The restrictions on media freedoms extend to all media professionals who find themselves facing difficult choices: either work in media outlets affiliated with the Group (Houthis), leave their areas, or abandon the media profession altogether. Similarly, areas under the control of the Yemen’s internationally recognized Government lack independent and diverse media. With few exceptions, the dominant trend is propagandistic and war-oriented media. Journalists either join this trend or become unemployed and marginalized. Or will be pursued if they choose to work independently.

Such a climate significantly contributes to the destruction of the basis of media freedoms, which is marred by the current media landscape. Journalists no longer carry out their work free from the pressures made by the conflicting parties.

The impunity enjoyed by perpetrators has intensified the targeting of journalists without fear of punishment. This has escalated to the point where unpleasant methods, unprecedented in Yemen, are being employed. Journalists face direct attacks, explosives planted in their vehicles, and threats to their families aimed at terrorizing them into abandoning their journalistic duties. This situation necessitates the international community to intensify efforts to establish legal accountability and to punish the perpetrators of these violations, as these crimes are not subject to a statute of limitations, and those responsible will not escape justice.

Accordingly, we call for:

  • Release of journalists Nabil Al-Saudi and Mohammed Al-Hotami from the prisons of the Houthi group (Ansar Allah).
  • Disclosure of the fate of journalist Wahid Al-Sofi, who has been forcibly disappeared in the prisons of the Houthi group (Ansar Allah) since 2015, and to release him.
  • The annulment of the unjust sentence against journalist Ahmed Maher and his immediate release from the prisons of the Yemeni Government.
  • Disclosure of the fate of journalist Naseh Shaker in the prisons of the Yemeni government and his release.
  • The release of all detainees representing local and international civil society organizations, as well as former employees of foreign embassies operating in Yemen.

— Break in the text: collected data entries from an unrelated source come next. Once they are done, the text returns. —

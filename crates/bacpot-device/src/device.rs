use crate::error::{ConfigError, ReadError};
use crate::object::{select_element, BacnetObject};
use crate::schema::ObjectSchema;
use crate::value::PropertyValue;
use bacpot_core::types::{ObjectId, ObjectType, PropertyId, Segmentation};
use std::borrow::Cow;
use std::collections::HashMap;

const DEFAULT_MAX_APDU: u32 = 1476;

/// The emulated device and the objects it owns.
///
/// Built once at startup and shared read-only afterwards. Object
/// identifiers and names are unique across the device and its objects.
#[derive(Debug, Clone)]
pub struct Device {
    object: BacnetObject,
    objects: Vec<BacnetObject>,
    by_id: HashMap<ObjectId, usize>,
    by_name: HashMap<String, usize>,
}

/// Something a request can address: the device itself or one of its objects.
#[derive(Debug, Clone, Copy)]
pub enum Target<'a> {
    Device(&'a Device),
    Object(&'a BacnetObject),
}

impl Device {
    /// Creates a device with every required property at its default.
    pub fn new(instance: u32, name: impl Into<String>) -> Result<Self, ConfigError> {
        if instance >= ObjectId::WILDCARD_INSTANCE {
            return Err(ConfigError::InvalidValue {
                key: "device-identifier".into(),
                reason: format!("instance {instance} is outside 0..4194303"),
            });
        }
        let mut object = BacnetObject::new(ObjectId::new(ObjectType::Device, instance), name)?;
        object.fill_defaults();
        Ok(Self {
            object,
            objects: Vec::new(),
            by_id: HashMap::new(),
            by_name: HashMap::new(),
        })
    }

    pub fn identifier(&self) -> ObjectId {
        self.object.id()
    }

    pub fn instance(&self) -> u32 {
        self.object.id().instance()
    }

    pub fn name(&self) -> &str {
        self.object.name()
    }

    /// The device object's own properties.
    pub fn object(&self) -> &BacnetObject {
        &self.object
    }

    pub(crate) fn object_mut(&mut self) -> &mut BacnetObject {
        &mut self.object
    }

    /// Adds an owned object. Identifier and name must be new to the device.
    pub fn register(&mut self, object: BacnetObject) -> Result<(), ConfigError> {
        if object.id() == self.identifier() || self.by_id.contains_key(&object.id()) {
            return Err(ConfigError::DuplicateIdentifier(object.id()));
        }
        if object.name() == self.name() || self.by_name.contains_key(object.name()) {
            return Err(ConfigError::DuplicateName(object.name().to_string()));
        }
        let slot = self.objects.len();
        self.by_id.insert(object.id(), slot);
        self.by_name.insert(object.name().to_string(), slot);
        log::debug!("registered {} `{}`", object.id(), object.name());
        self.objects.push(object);
        Ok(())
    }

    /// Owned objects in registration order.
    pub fn objects(&self) -> &[BacnetObject] {
        &self.objects
    }

    /// Resolves `id` to the device (directly or through the wildcard
    /// instance) or to an owned object.
    pub fn find_object(&self, id: ObjectId) -> Option<Target<'_>> {
        if id == self.identifier() || id.is_device_wildcard() {
            return Some(Target::Device(self));
        }
        self.by_id
            .get(&id)
            .map(|slot| Target::Object(&self.objects[*slot]))
    }

    /// Owned object called `name`. The device itself is not searched.
    pub fn find_object_by_name(&self, name: &str) -> Option<&BacnetObject> {
        self.by_name.get(name).map(|slot| &self.objects[*slot])
    }

    /// Reads a device property. `object-list` is computed: the device first,
    /// then owned objects in registration order.
    pub fn read_property(
        &self,
        id: PropertyId,
        array_index: Option<u32>,
    ) -> Result<Cow<'_, PropertyValue>, ReadError> {
        if id == PropertyId::ObjectList {
            return select_element(id, Cow::Owned(self.object_list()), array_index);
        }
        self.object.read_property(id, array_index)
    }

    fn object_list(&self) -> PropertyValue {
        let ids = std::iter::once(self.identifier())
            .chain(self.objects.iter().map(BacnetObject::id))
            .map(PropertyValue::ObjectId)
            .collect();
        PropertyValue::Array(ids)
    }

    pub fn max_apdu(&self) -> u32 {
        match self.object.read_property(PropertyId::MaxApduLengthAccepted, None) {
            Ok(value) => match *value {
                PropertyValue::Unsigned(octets) => octets,
                _ => DEFAULT_MAX_APDU,
            },
            Err(_) => DEFAULT_MAX_APDU,
        }
    }

    pub fn segmentation(&self) -> Segmentation {
        match self.object.read_property(PropertyId::SegmentationSupported, None) {
            Ok(value) => match *value {
                PropertyValue::Enumerated(raw) => {
                    Segmentation::from_u32(raw).unwrap_or(Segmentation::NoSegmentation)
                }
                _ => Segmentation::NoSegmentation,
            },
            Err(_) => Segmentation::NoSegmentation,
        }
    }

    pub fn vendor_id(&self) -> u32 {
        match self.object.read_property(PropertyId::VendorIdentifier, None) {
            Ok(value) => match *value {
                PropertyValue::Unsigned(vendor) => vendor,
                _ => 0,
            },
            Err(_) => 0,
        }
    }
}

impl<'a> Target<'a> {
    pub fn id(&self) -> ObjectId {
        match *self {
            Self::Device(device) => device.identifier(),
            Self::Object(object) => object.id(),
        }
    }

    pub fn name(&self) -> &'a str {
        match *self {
            Self::Device(device) => device.name(),
            Self::Object(object) => object.name(),
        }
    }

    pub fn schema(&self) -> &'static ObjectSchema {
        self.object().schema()
    }

    /// The object record behind the target; for the device, its device object.
    pub fn object(&self) -> &'a BacnetObject {
        match *self {
            Self::Device(device) => device.object(),
            Self::Object(object) => object,
        }
    }

    pub fn read_property(
        &self,
        id: PropertyId,
        array_index: Option<u32>,
    ) -> Result<Cow<'a, PropertyValue>, ReadError> {
        match *self {
            Self::Device(device) => device.read_property(id, array_index),
            Self::Object(object) => object.read_property(id, array_index),
        }
    }
}
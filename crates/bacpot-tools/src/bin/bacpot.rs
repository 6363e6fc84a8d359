use bacpot_datalink::UdpTransport;
use bacpot_device::DeviceTemplate;
use bacpot_server::{BacnetServer, Responder, ServerConfig};
use bacpot_tools::{device_summary, AddressingArg};
use clap::Parser;
use std::net::{IpAddr, SocketAddr};
use std::path::PathBuf;
use std::sync::Arc;

#[derive(Parser, Debug)]
#[command(name = "bacpot", about = "Emulated BACnet/IP device")]
struct Args {
    /// JSON device template.
    #[arg(long, default_value = "templates/default.json")]
    template: PathBuf,
    #[arg(long, default_value = "0.0.0.0:47808")]
    bind: SocketAddr,
    /// Broadcast address used for I-Am and I-Have.
    #[arg(long, default_value = "255.255.255.255")]
    broadcast: IpAddr,
    #[arg(long, value_enum, default_value_t = AddressingArg::Broadcast)]
    i_am_addressing: AddressingArg,
    /// Answer unknown confirmed services with Reject instead of silence.
    #[arg(long)]
    reject_unrecognized_services: bool,
    /// Load and validate the template, print it as JSON, and exit.
    #[arg(long)]
    check: bool,
}

#[tokio::main]
async fn main() -> Result<(), Box<dyn std::error::Error>> {
    env_logger::init();
    let args = Args::parse();

    let device = DeviceTemplate::from_path(&args.template)?.build()?;
    if args.check {
        println!("{}", serde_json::to_string_pretty(&device_summary(&device))?);
        return Ok(());
    }

    let config = ServerConfig {
        bind: args.bind,
        broadcast: args.broadcast,
        i_am_addressing: args.i_am_addressing.into_addressing(),
        reject_unrecognized_services: args.reject_unrecognized_services,
    };
    let transport = UdpTransport::bind(config.bind).await?;
    log::info!(
        "listening on {} (i-am {}, template {})",
        transport.local_addr()?,
        config.i_am_addressing,
        args.template.display()
    );

    let server = BacnetServer::new(transport, Responder::new(Arc::new(device), config));
    server.run().await?;
    Ok(())
}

Your Excellency, the UN Special Envoy for Yemen,

You are not unaware of the suffering and harsh treatment of journalists in detention, depriving them of medical care, a healthy environment, and appropriate food. Most detained journalists are tried in non-specialized courts and are given harsh sentences without evidence, merely because they are journalists. This is like what happened with journalist Ahmed Maher, who was sentenced to four years in prison, journalist Ali Al-Kathiri, journalist Wafa Al-Matri, and before them journalists Mohammed Al-Salahi and Nabil Al-Saudi, and four journalists who were sentenced to death before being released in a previous UN-brokered exchange deal.

We hope for your urgent intervention to address these grave violations against journalists and to support the creation of a safe environment for press freedom in Yemen. Alongside the suffering of journalists in prison, their families endure additional hardships, including accumulating financial debts due to the costs of pursuing their loved ones’ cases and the deterioration of their own health conditions.

Your Excellency, the UN Special Envoy for Yemen,

We have seen joyful images accompanying the release of the four journalists Abdul Khaleq Emran, Tawfeeq Al Mansouri, Akram Al-Walidi, and Harith Humaid, when they were freed from Houthi detention in April 2023 after eight years of imprisonment, enforced disappearance, and torture, as part of a prisoner exchange deal mediated by UN. We hope to see similar scenes with the rest of the journalists who remain detained.

We trust that you will not abandon your humanitarian and moral duty towards journalists and civil society workers, leaving them to face this uncertain fate, which has become a source of great concern for us and the families of the journalists.